The Federal Reserve is a quasi-private institution structured to make decisions substantially insulated from political interference.
The 12 regional Federal Reserve banks are owned by their member banks. The presidents are chosen by their boards of directors but are subject to the approval of the seven-member board of governors in Washington. Those seven, including their chair, are nominated by the president and confirmed by the Senate.
For a person like Mr. Trump, who is used to running an organization and doesn’t want advice that contradicts his thinking, it’s a system designed to frustrate.
Subject to jawboning from the Oval Office, Congress, and influential private leaders and analysts, the Fed’s Open Market Committee determines interest rate policy and the Fed’s holdings of Treasurys and other government agency bonds.
It prints money to purchase those securities, influencing market interest rates and inflation.
The Open Market Committee’s voting members are the seven governors, the president of the Federal Reserve Bank of New York and four other regional bank presidents who serve on a rotating basis.
Mr. Powell can be removed only for cause — malfeasance, neglect of duty or gross misconduct — hence the controversy over the costly renovations and expansion of the Fed’s headquarters.
Restoring and expanding historic buildings routinely costs more than expected, as problems in walls, mechanical systems and soil emerge. Harping about those is a loser for Mr. Trump.
Being so public about his frustrations with Mr. Powell is also self-defeating.
As with the Supreme Court, senators closely scrutinize board nominees. During Mr. Trump’s first term, the Senate declined to approve Judy Shelton.
Understandably, Mr. Trump wants lower interest rates to ease the burden of interest payments in the federal budget and lower business and consumer borrowing costs. The latter could help compensate for the short-term drag as the economy adjusts to new tariffs.
He could nominate National Economic Council Chairman Kevin Hassett or Kevin Warsh, a former member of the Federal Reserve’s board of governors. Both support lower interest rates.
Mr. Trump’s labeling Mr. Powell as “Mr. Too Late” and drawing contenders for the top job into the dump Mr. Powell campaign only increases the scrutiny they should receive if nominated.
Messrs. Hasset and Warsh have reversed public positions to better align with Mr. Trump, raising questions about the quality of their judgment and fitness for one of the most powerful positions in Washington and the financial world.
Their commitment to Fed independence and policy decisions based on economic and financial market conditions, as opposed to presidential whims, will now become subject to the highest scrutiny.
So far, Mr. Trump has been able to steamroll Congress: for example, tax breaks for tip and overtime income that can’t be justified on economic or equity grounds and should have never been approved.
The Senate could grow a spine and oppose the nomination of Messrs. Hasset, Warsh or anyone else who joined Mr. Trump’s purge Powell crusade.
The Fed chair is not a dictator.
The position holds great influence, but policy decisions are taken by consensus — dissenting votes are infrequent — and subject to lively debate through the public speaking of Open Market Committee members and in private deliberations.

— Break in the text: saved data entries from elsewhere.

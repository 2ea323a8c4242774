//! Health checking subsystem.
//!
//! # Data Flow
//! ```text
//! Scheduler (monitor.rs):
//!     Periodic timer
//!     → Snapshot registry
//!     → Run every check concurrently (checker.rs)
//!     → Wait for the whole generation
//!     → Update check.rs state machine
//!
//! State machine (check.rs):
//!     Healthy ←→ Sickly → Failed
//!     Unknown when the probe itself errors
//! ```
//!
//! # Design Decisions
//! - Consecutive non-healthy runs count toward a per-check threshold
//! - The registry is the only shared structure; each check is mutated by one task per tick
//! - Checkers are selected by type tag, not by type inspection

pub mod check;
pub mod checker;
pub mod monitor;

pub use check::{Check, CheckSnapshot, Status};
pub use checker::{checker_for_type, AlwaysHealthy, CheckError, Checker};
pub use monitor::{Iterations, Monitor};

If most of the Open Market Committee perceives the chair as a marionette controlled by the Oval Office, it could eschew tradition by choosing a governor other than the chair of the Federal Reserve Board to head the committee.

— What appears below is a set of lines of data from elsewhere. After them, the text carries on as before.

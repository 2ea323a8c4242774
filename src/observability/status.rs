//! Check status endpoint.
//!
//! - `GET /status`: version and aggregate counts
//! - `GET /checks`: every check
//! - `GET /checks/healthy`, `GET /checks/unhealthy`: one side of the partition

use std::net::SocketAddr;
use std::sync::Arc;

use axum::{extract::State, routing::get, Json, Router};
use serde::Serialize;
use tokio::net::TcpListener;
use tokio::sync::broadcast;
use tower_http::trace::TraceLayer;

use crate::health::{Check, CheckSnapshot, Monitor};
use crate::lifecycle::shutdown_requested;

#[derive(Debug, Serialize)]
pub struct SystemStatus {
    pub version: &'static str,
    pub checks: usize,
    pub healthy: usize,
    pub unhealthy: usize,
}

pub fn status_router(monitor: Arc<Monitor>) -> Router {
    Router::new()
        .route("/status", get(get_status))
        .route("/checks", get(get_checks))
        .route("/checks/healthy", get(get_healthy))
        .route("/checks/unhealthy", get(get_unhealthy))
        .layer(TraceLayer::new_for_http())
        .with_state(monitor)
}

/// Serve the status endpoint until shutdown.
pub async fn serve_status(
    addr: SocketAddr,
    monitor: Arc<Monitor>,
    mut shutdown: broadcast::Receiver<()>,
) -> std::io::Result<()> {
    let listener = TcpListener::bind(addr).await?;
    tracing::info!(address = %listener.local_addr()?, "Status endpoint listening");

    axum::serve(listener, status_router(monitor))
        .with_graceful_shutdown(async move {
            shutdown_requested(&mut shutdown).await;
        })
        .await
}

async fn get_status(State(monitor): State<Arc<Monitor>>) -> Json<SystemStatus> {
    let healthy = monitor.healthy().len();
    let unhealthy = monitor.unhealthy().len();
    Json(SystemStatus {
        version: env!("CARGO_PKG_VERSION"),
        checks: healthy + unhealthy,
        healthy,
        unhealthy,
    })
}

async fn get_checks(State(monitor): State<Arc<Monitor>>) -> Json<Vec<CheckSnapshot>> {
    Json(monitor.snapshot())
}

async fn get_healthy(State(monitor): State<Arc<Monitor>>) -> Json<Vec<CheckSnapshot>> {
    Json(sorted(monitor.healthy()))
}

async fn get_unhealthy(State(monitor): State<Arc<Monitor>>) -> Json<Vec<CheckSnapshot>> {
    Json(sorted(monitor.unhealthy()))
}

fn sorted(checks: Vec<Arc<Check>>) -> Vec<CheckSnapshot> {
    let mut snapshots: Vec<CheckSnapshot> = checks.iter().map(|c| c.snapshot()).collect();
    snapshots.sort_by(|a, b| a.id.cmp(&b.id));
    snapshots
}

#[cfg(test)]
mod tests {
    use super::*;
    use crate::health::Status;
    use axum::body::{to_bytes, Body};
    use axum::http::{Request, StatusCode};
    use tower::ServiceExt;

    fn monitor() -> Arc<Monitor> {
        let monitor = Monitor::default();
        let up = Check::new("up");
        up.update_status(Status::Healthy, None);
        monitor.add_check(up);
        let down = Check::new("down");
        down.update_status(Status::Sickly, None);
        monitor.add_check(down);
        Arc::new(monitor)
    }

    async fn get_json(uri: &str) -> serde_json::Value {
        let response = status_router(monitor())
            .oneshot(Request::builder().uri(uri).body(Body::empty()).unwrap())
            .await
            .unwrap();
        assert_eq!(response.status(), StatusCode::OK);
        let bytes = to_bytes(response.into_body(), usize::MAX).await.unwrap();
        serde_json::from_slice(&bytes).unwrap()
    }

    #[tokio::test]
    async fn test_status_counts() {
        let body = get_json("/status").await;
        assert_eq!(body["checks"], 2);
        assert_eq!(body["healthy"], 1);
        assert_eq!(body["unhealthy"], 1);
    }

    #[tokio::test]
    async fn test_check_lists() {
        let all = get_json("/checks").await;
        assert_eq!(all[0]["id"], "down");
        assert_eq!(all[0]["status"], "FAILED");
        assert_eq!(all[1]["id"], "up");

        let unhealthy = get_json("/checks/unhealthy").await;
        assert_eq!(unhealthy.as_array().unwrap().len(), 1);
        assert_eq!(unhealthy[0]["id"], "down");

        let healthy = get_json("/checks/healthy").await;
        assert_eq!(healthy[0]["status"], "HEALTHY");
    }
}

The committee could even choose Mr. Powell if he stays on the board after his term ends.
Already, the size of federal deficits and the growing burden of interest payments in the federal budget are weighing on investors’ confidence about the safety of longer-term U.S. debt.
That’s silly.
The U.S. government borrows in dollars, and the Fed can print money to buy Treasurys as needed; therefore, the United States can’t default.
However, so monetizing the debt would drive up inflation and diminish the inflation-adjusted value of Treasury securities.

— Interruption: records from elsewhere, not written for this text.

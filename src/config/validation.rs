//! Configuration validation.
//!
//! # Responsibilities
//! - Semantic validation (serde handles syntactic)
//! - Validate value ranges (intervals > 0, thresholds >= 1)
//! - Detect duplicate check ids and unknown checker types
//!
//! # Design Decisions
//! - Returns all validation errors, not just first
//! - Validation is pure function: AppConfig → Result<(), Vec<ValidationError>>

use std::collections::HashSet;
use std::fmt;
use std::net::{IpAddr, SocketAddr};

use crate::config::schema::AppConfig;
use crate::health::checker::CHECK_TYPES;

/// A single semantic problem in the configuration.
#[derive(Debug, Clone, PartialEq, Eq)]
pub struct ValidationError {
    pub field: String,
    pub message: String,
}

impl ValidationError {
    fn new(field: impl Into<String>, message: impl Into<String>) -> Self {
        Self {
            field: field.into(),
            message: message.into(),
        }
    }
}

impl fmt::Display for ValidationError {
    fn fmt(&self, f: &mut fmt::Formatter<'_>) -> fmt::Result {
        write!(f, "{}: {}", self.field, self.message)
    }
}

/// Validate a parsed configuration.
pub fn validate_config(config: &AppConfig) -> Result<(), Vec<ValidationError>> {
    let mut errors = Vec::new();

    let health = &config.health;
    if health.check_interval_ms == 0 {
        errors.push(ValidationError::new("health.check_interval_ms", "must be greater than 0"));
    }
    if health.check_timeout_ms == Some(0) {
        errors.push(ValidationError::new("health.check_timeout_ms", "must be greater than 0"));
    }

    let mut seen = HashSet::new();
    for (i, check) in health.checks.iter().enumerate() {
        let field = format!("health.checks[{i}]");
        if check.id.trim().is_empty() {
            errors.push(ValidationError::new(format!("{field}.id"), "must not be empty"));
        } else if !seen.insert(check.id.as_str()) {
            errors.push(ValidationError::new(
                format!("{field}.id"),
                format!("duplicate check id '{}'", check.id),
            ));
        }
        if !CHECK_TYPES.contains(&check.check_type.as_str()) {
            errors.push(ValidationError::new(
                format!("{field}.type"),
                format!(
                    "unknown type '{}', expected one of {}",
                    check.check_type,
                    CHECK_TYPES.join(", ")
                ),
            ));
        }
        if check.max_count == 0 {
            errors.push(ValidationError::new(format!("{field}.max_count"), "must be at least 1"));
        }
    }

    let haproxy = &config.haproxy;
    if haproxy.poll_interval_ms == 0 {
        errors.push(ValidationError::new("haproxy.poll_interval_ms", "must be greater than 0"));
    }
    if haproxy.bind_ip.parse::<IpAddr>().is_err() {
        errors.push(ValidationError::new(
            "haproxy.bind_ip",
            format!("'{}' is not an IP address", haproxy.bind_ip),
        ));
    }
    if haproxy.template.trim().is_empty() {
        errors.push(ValidationError::new("haproxy.template", "must not be empty"));
    }
    if haproxy.config_file.trim().is_empty() {
        errors.push(ValidationError::new("haproxy.config_file", "must not be empty"));
    }
    let missing_cmd =
        haproxy.verify_cmd.trim().is_empty() || haproxy.reload_cmd.trim().is_empty();
    if haproxy.reload && missing_cmd {
        errors.push(ValidationError::new(
            "haproxy.reload",
            "verify_cmd and reload_cmd are required when reload is enabled",
        ));
    }

    let obs = &config.observability;
    if obs.metrics_enabled && obs.metrics_address.parse::<SocketAddr>().is_err() {
        errors.push(ValidationError::new(
            "observability.metrics_address",
            format!("'{}' is not a socket address", obs.metrics_address),
        ));
    }
    if let Some(addr) = &obs.status_address {
        if addr.parse::<SocketAddr>().is_err() {
            errors.push(ValidationError::new(
                "observability.status_address",
                format!("'{addr}' is not a socket address"),
            ));
        }
    }

    if errors.is_empty() {
        Ok(())
    } else {
        Err(errors)
    }
}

Attacking the Fed’s independence undermines investors’ confidence that it won’t resist monetarization. That erodes their confidence in the long-term real value of U.S. debt and raises the interest rates investors demand to hold it.
That’s the opposite of what Mr. Trump wants. Attacking Mr. Powell raises the interest burden imposed by the national debt.
Further, all this drama undermines international confidence in the dollar as the reserve currency. It could inspire foreign central banks to create an alternative, such as a stablecoin backed by a basket of major currencies and managed by an independent body in a neutral country such as Switzerland.
By removing Mr. Powell from office early or picking a hack to be his successor, Mr. Trump would compromise the integrity of the Fed and tarnish America and his legacy.
• Peter Morici is an economist and emeritus business professor at the University of Maryland and a national columnist.